- _Task prompt_
Print out the data below in full, exactly as written.

- _Recorded data_
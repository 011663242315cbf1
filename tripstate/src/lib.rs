//! State store and component subscription protocol for the trip planner UI.
//!
//! The crate keeps one JSON document as the single source of truth and
//! notifies registered bindings, in registration order, when the paths they
//! watch change. The layout follows a strict separation:
//!
//! - **[`core`]**: Pure, deterministic logic (path access, bindings, slices).
//!   No I/O, fully testable in isolation.
//! - **[`io`]**: Side-effecting operations (config, document and script files).
//!
//! [`store`] owns the document and the binding list, [`component`] builds
//! render regions on top of it, and [`replay`] drives a store from a script
//! for the CLI.

pub mod component;
pub mod core;
pub mod exit_codes;
pub mod io;
pub mod logging;
pub mod replay;
pub mod state;
pub mod store;
#[cfg(any(test, feature = "test-support"))]
pub mod test_support;
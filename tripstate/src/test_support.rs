//! Test-only helpers for recording notifications and writing fixture files.

use std::cell::RefCell;
use std::fs;
use std::io::Write;
use std::path::{Path, PathBuf};
use std::rc::Rc;
use std::sync::{Arc, Mutex};

use anyhow::{Context, Result};
use serde_json::{Map, Value};

use crate::core::types::Slice;

/// Shared log of callback invocations, tagged by the callback that fired.
#[derive(Debug, Clone, Default)]
pub struct Recorder {
    calls: Rc<RefCell<Vec<(String, Slice)>>>,
}

impl Recorder {
    pub fn new() -> Self {
        Self::default()
    }

    /// A callback that appends `(tag, slice)` to the log.
    pub fn callback(&self, tag: &str) -> impl FnMut(&Slice) + 'static {
        let calls = Rc::clone(&self.calls);
        let tag = tag.to_string();
        move |slice: &Slice| calls.borrow_mut().push((tag.clone(), slice.clone()))
    }

    pub fn count(&self, tag: &str) -> usize {
        self.calls.borrow().iter().filter(|(t, _)| t == tag).count()
    }

    pub fn slices(&self, tag: &str) -> Vec<Slice> {
        self.calls
            .borrow()
            .iter()
            .filter(|(t, _)| t == tag)
            .map(|(_, slice)| slice.clone())
            .collect()
    }

    pub fn last(&self, tag: &str) -> Option<Slice> {
        self.slices(tag).pop()
    }

    /// Tags in firing order.
    pub fn order(&self) -> Vec<String> {
        self.calls.borrow().iter().map(|(t, _)| t.clone()).collect()
    }

    pub fn clear(&self) {
        self.calls.borrow_mut().clear();
    }
}

/// Run `f` with a thread-local subscriber and return the `WARN`+ log output.
pub fn capture_warnings<F: FnOnce()>(f: F) -> String {
    let buf = SharedBuf::default();
    let writer = buf.clone();
    let subscriber = tracing_subscriber::fmt()
        .with_max_level(tracing::Level::WARN)
        .with_ansi(false)
        .with_writer(move || writer.clone())
        .finish();
    tracing::subscriber::with_default(subscriber, f);
    buf.contents()
}

#[derive(Clone, Default)]
struct SharedBuf(Arc<Mutex<Vec<u8>>>);

impl SharedBuf {
    fn contents(&self) -> String {
        let bytes = self.0.lock().map(|buf| buf.clone()).unwrap_or_default();
        String::from_utf8_lossy(&bytes).into_owned()
    }
}

impl Write for SharedBuf {
    fn write(&mut self, data: &[u8]) -> std::io::Result<usize> {
        if let Ok(mut buf) = self.0.lock() {
            buf.extend_from_slice(data);
        }
        Ok(data.len())
    }

    fn flush(&mut self) -> std::io::Result<()> {
        Ok(())
    }
}

/// Unwrap a `json!({...})` literal into a document root.
pub fn document(value: Value) -> Map<String, Value> {
    match value {
        Value::Object(map) => map,
        other => panic!("document fixture must be a mapping, got {}", other),
    }
}

/// Temporary directory for config, document, and script fixtures.
pub struct TestDir {
    dir: tempfile::TempDir,
}

impl TestDir {
    pub fn new() -> Result<Self> {
        let dir = tempfile::tempdir().context("create temp dir")?;
        Ok(Self { dir })
    }

    pub fn path(&self) -> &Path {
        self.dir.path()
    }

    /// Write `contents` to `name` under the directory and return its path.
    pub fn write(&self, name: &str, contents: &str) -> Result<PathBuf> {
        let path = self.dir.path().join(name);
        if let Some(parent) = path.parent() {
            fs::create_dir_all(parent)
                .with_context(|| format!("create directory {}", parent.display()))?;
        }
        fs::write(&path, contents).with_context(|| format!("write {}", path.display()))?;
        Ok(path)
    }

    pub fn write_json(&self, name: &str, value: &Value) -> Result<PathBuf> {
        let mut buf = serde_json::to_string_pretty(value)?;
        buf.push('\n');
        self.write(name, &buf)
    }
}
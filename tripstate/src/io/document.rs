//! Initial document load and write with optional JSON Schema validation.

use std::fs;
use std::path::Path;

use anyhow::{Context, Result, anyhow};
use jsonschema::validator_for;
use serde_json::{Map, Value};
use tracing::debug;

use super::write_atomic;

/// Load a state document from disk, validating it against `schema` if given.
///
/// The document root must be a mapping.
pub fn load_document(path: &Path, schema: Option<&Path>) -> Result<Map<String, Value>> {
    debug!(path = %path.display(), "loading document");
    let contents =
        fs::read_to_string(path).with_context(|| format!("read document {}", path.display()))?;
    let value: Value = serde_json::from_str(&contents)
        .with_context(|| format!("parse document {}", path.display()))?;
    if let Some(schema_path) = schema {
        validate_schema(schema_path, &value)
            .with_context(|| format!("validate document {}", path.display()))?;
    }
    match value {
        Value::Object(map) => Ok(map),
        other => Err(anyhow!(
            "document {} must be a JSON object at the root, found {}",
            path.display(),
            type_name(&other)
        )),
    }
}

/// Write a document as pretty JSON, replacing any existing file atomically.
pub fn write_document(path: &Path, document: &Map<String, Value>) -> Result<()> {
    debug!(path = %path.display(), keys = document.len(), "writing document");
    let mut buf = serde_json::to_string_pretty(document).context("serialize document")?;
    buf.push('\n');
    write_atomic(path, &buf)
}

fn validate_schema(schema_path: &Path, document: &Value) -> Result<()> {
    let schema_contents = fs::read_to_string(schema_path)
        .with_context(|| format!("read schema {}", schema_path.display()))?;
    let schema_value: Value = serde_json::from_str(&schema_contents)
        .with_context(|| format!("parse schema {}", schema_path.display()))?;
    let compiled =
        validator_for(&schema_value).map_err(|err| anyhow!("invalid schema: {}", err))?;
    if !compiled.is_valid(document) {
        let messages = compiled
            .iter_errors(document)
            .map(|err| err.to_string())
            .collect::<Vec<_>>();
        return Err(anyhow!(
            "document schema validation failed: {}",
            messages.join("; ")
        ));
    }
    Ok(())
}

fn type_name(value: &Value) -> &'static str {
    match value {
        Value::Null => "null",
        Value::Bool(_) => "a boolean",
        Value::Number(_) => "a number",
        Value::String(_) => "a string",
        Value::Array(_) => "an array",
        Value::Object(_) => "an object",
    }
}
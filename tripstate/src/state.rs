//! Initial shape of the trip planner's state document.

use serde_json::{Map, Value, json};

/// Document the page starts with when no initial document file is given.
pub fn default_document() -> Map<String, Value> {
    let document = json!({
        "user": {
            "isLoggedIn": false,
            "profile": null,
            "preferences": {
                "language": "en",
                "currency": "USD"
            }
        },
        "trip": {
            "destination": null,
            "startDate": null,
            "endDate": null,
            "days": []
        },
        "search": {
            "query": "",
            "suggestion": null
        },
        "ui": {
            "loading": false,
            "notifications": []
        }
    });
    match document {
        Value::Object(map) => map,
        _ => Map::new(),
    }
}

- _Response to this task_
repository 011663242315cbf1
filename tripstate/src/lib.rs
//! State store and component subscription protocol for the trip planner UI.
//!
//! The crate keeps one JSON document as the single source of truth and
//! notifies registered bindings, in registration order, when the paths they
//! watch change. The layout follows a strict separation:
//!
//! - **[`core`]**: Pure, deterministic logic (path access, bindings, slices).
//!   No I/O, fully testable in isolation.
//! - **[`io`]**: Side-effecting operations (config, document and script files).
//!
//! [`store`] owns the document and the binding list, [`component`] builds
//! render regions on top of it, and [`replay`] drives a store from a script
//! for the CLI.

pub mod component;
pub mod core;
pub mod exit_codes;
pub mod io;
pub mod logging;
pub mod replay;
pub mod state;
pub mod store;
#[cfg(any(test, feature = "test-support"))]
pub mod test_support;
filename tripstate/src/test_support.rs
//! Test-only helpers for recording notifications and writing fixture files.

use std::cell::RefCell;
use std::fs;
use std::io::Write;
use std::path::{Path, PathBuf};
use std::rc::Rc;
use std::sync::{Arc, Mutex};

use anyhow::{Context, Result};
use serde_json::{Map, Value};

use crate::core::types::Slice;

/// Shared log of callback invocations, tagged by the callback that fired.
#[derive(Debug, Clone, Default)]
pub struct Recorder {
    calls: Rc<RefCell<Vec<(String, Slice)>>>,
}

impl Recorder {
    pub fn new() -> Self {
        Self::default()
    }

    /// A callback that appends `(tag, slice)` to the log.
    pub fn callback(&self, tag: &str) -> impl FnMut(&Slice) + 'static {
        let calls = Rc::clone(&self.calls);
        let tag = tag.to_string();
        move |slice: &Slice| calls.borrow_mut().push((tag.clone(), slice.clone()))
    }

    pub fn count(&self, tag: &str) -> usize {
        self.calls.borrow().iter().filter(|(t, _)| t == tag).count()
    }

    pub fn slices(&self, tag: &str) -> Vec<Slice> {
        self.calls
            .borrow()
            .iter()
            .filter(|(t, _)| t == tag)
            .map(|(_, slice)| slice.clone())
            .collect()
    }

    pub fn last(&self, tag: &str) -> Option<Slice> {
        self.slices(tag).pop()
    }

    /// Tags in firing order.
    pub fn order(&self) -> Vec<String> {
        self.calls.borrow().iter().map(|(t, _)| t.clone()).collect()
    }

    pub fn clear(&self) {
        self.calls.borrow_mut().clear();
    }
}

/// Run `f` with a thread-local subscriber and return the `WARN`+ log output.
pub fn capture_warnings<F: FnOnce()>(f: F) -> String {
    let buf = SharedBuf::default();
    let writer = buf.clone();
    let subscriber = tracing_subscriber::fmt()
        .with_max_level(tracing::Level::WARN)
        .with_ansi(false)
        .with_writer(move || writer.clone())
        .finish();
    tracing::subscriber::with_default(subscriber, f);
    buf.contents()
}

#[derive(Clone, Default)]
struct SharedBuf(Arc<Mutex<Vec<u8>>>);

impl SharedBuf {
    fn contents(&self) -> String {
        let bytes = self.0.lock().map(|buf| buf.clone()).unwrap_or_default();
        String::from_utf8_lossy(&bytes).into_owned()
    }
}

impl Write for SharedBuf {
    fn write(&mut self, data: &[u8]) -> std::io::Result<usize> {
        if let Ok(mut buf) = self.0.lock() {
            buf.extend_from_slice(data);
        }
        Ok(data.len())
    }

    fn flush(&mut self) -> std::io::Result<()> {
        Ok(())
    }
}

/// Unwrap a `json!({...})` literal into a document root.
pub fn document(value: Value) -> Map<String, Value> {
    match value {
        Value::Object(map) => map,
        other => panic!("document fixture must be a mapping, got {}", other),
    }
}

/// Temporary directory for config, document, and script fixtures.
pub struct TestDir {
    dir: tempfile::TempDir,
}

impl TestDir {
    pub fn new() -> Result<Self> {
        let dir = tempfile::tempdir().context("create temp dir")?;
        Ok(Self { dir })
    }

    pub fn path(&self) -> &Path {
        self.dir.path()
    }

    /// Write `contents` to `name` under the directory and return its path.
    pub fn write(&self, name: &str, contents: &str) -> Result<PathBuf> {
        let path = self.dir.path().join(name);
        if let Some(parent) = path.parent() {
            fs::create_dir_all(parent)
                .with_context(|| format!("create directory {}", parent.display()))?;
        }
        fs::write(&path, contents).with_context(|| format!("write {}", path.display()))?;
        Ok(path)
    }

    pub fn write_json(&self, name: &str, value: &Value) -> Result<PathBuf> {
        let mut buf = serde_json::to_string_pretty(value)?;
        buf.push('\n');
        self.write(name, &buf)
    }
}
filename tripstate/src/io/document.rs
//! Initial document load and write with optional JSON Schema validation.

use std::fs;
use std::path::Path;

use anyhow::{Context, Result, anyhow};
use jsonschema::validator_for;
use serde_json::{Map, Value};
use tracing::debug;

use super::write_atomic;

/// Load a state document from disk, validating it against `schema` if given.
///
/// The document root must be a mapping.
pub fn load_document(path: &Path, schema: Option<&Path>) -> Result<Map<String, Value>> {
    debug!(path = %path.display(), "loading document");
    let contents =
        fs::read_to_string(path).with_context(|| format!("read document {}", path.display()))?;
    let value: Value = serde_json::from_str(&contents)
        .with_context(|| format!("parse document {}", path.display()))?;
    if let Some(schema_path) = schema {
        validate_schema(schema_path, &value)
            .with_context(|| format!("validate document {}", path.display()))?;
    }
    match value {
        Value::Object(map) => Ok(map),
        other => Err(anyhow!(
            "document {} must be a JSON object at the root, found {}",
            path.display(),
            type_name(&other)
        )),
    }
}

/// Write a document as pretty JSON, replacing any existing file atomically.
pub fn write_document(path: &Path, document: &Map<String, Value>) -> Result<()> {
    debug!(path = %path.display(), keys = document.len(), "writing document");
    let mut buf = serde_json::to_string_pretty(document).context("serialize document")?;
    buf.push('\n');
    write_atomic(path, &buf)
}

fn validate_schema(schema_path: &Path, document: &Value) -> Result<()> {
    let schema_contents = fs::read_to_string(schema_path)
        .with_context(|| format!("read schema {}", schema_path.display()))?;
    let schema_value: Value = serde_json::from_str(&schema_contents)
        .with_context(|| format!("parse schema {}", schema_path.display()))?;
    let compiled =
        validator_for(&schema_value).map_err(|err| anyhow!("invalid schema: {}", err))?;
    if !compiled.is_valid(document) {
        let messages = compiled
            .iter_errors(document)
            .map(|err| err.to_string())
            .collect::<Vec<_>>();
        return Err(anyhow!(
            "document schema validation failed: {}",
            messages.join("; ")
        ));
    }
    Ok(())
}

fn type_name(value: &Value) -> &'static str {
    match value {
        Value::Null => "null",
        Value::Bool(_) => "a boolean",
        Value::Number(_) => "a number",
        Value::String(_) => "a string",
        Value::Array(_) => "an array",
        Value::Object(_) => "an object",
    }
}
filename tripstate/src/state.rs
//! Initial shape of the trip planner's state document.

use serde_json::{Map, Value, json};

/// Document the page starts with when no initial document file is given.
pub fn default_document() -> Map<String, Value> {
    let document = json!({
        "user": {
            "isLoggedIn": false,
            "profile": null,
            "preferences": {
                "language": "en",
                "currency": "USD"
            }
        },
        "trip": {
            "destination": null,
            "startDate": null,
            "endDate": null,
            "days": []
        },
        "search": {
            "query": "",
            "suggestion": null
        },
        "ui": {
            "loading": false,
            "notifications": []
        }
    });
    match document {
        Value::Object(map) => map,
        _ => Map::new(),
    }
}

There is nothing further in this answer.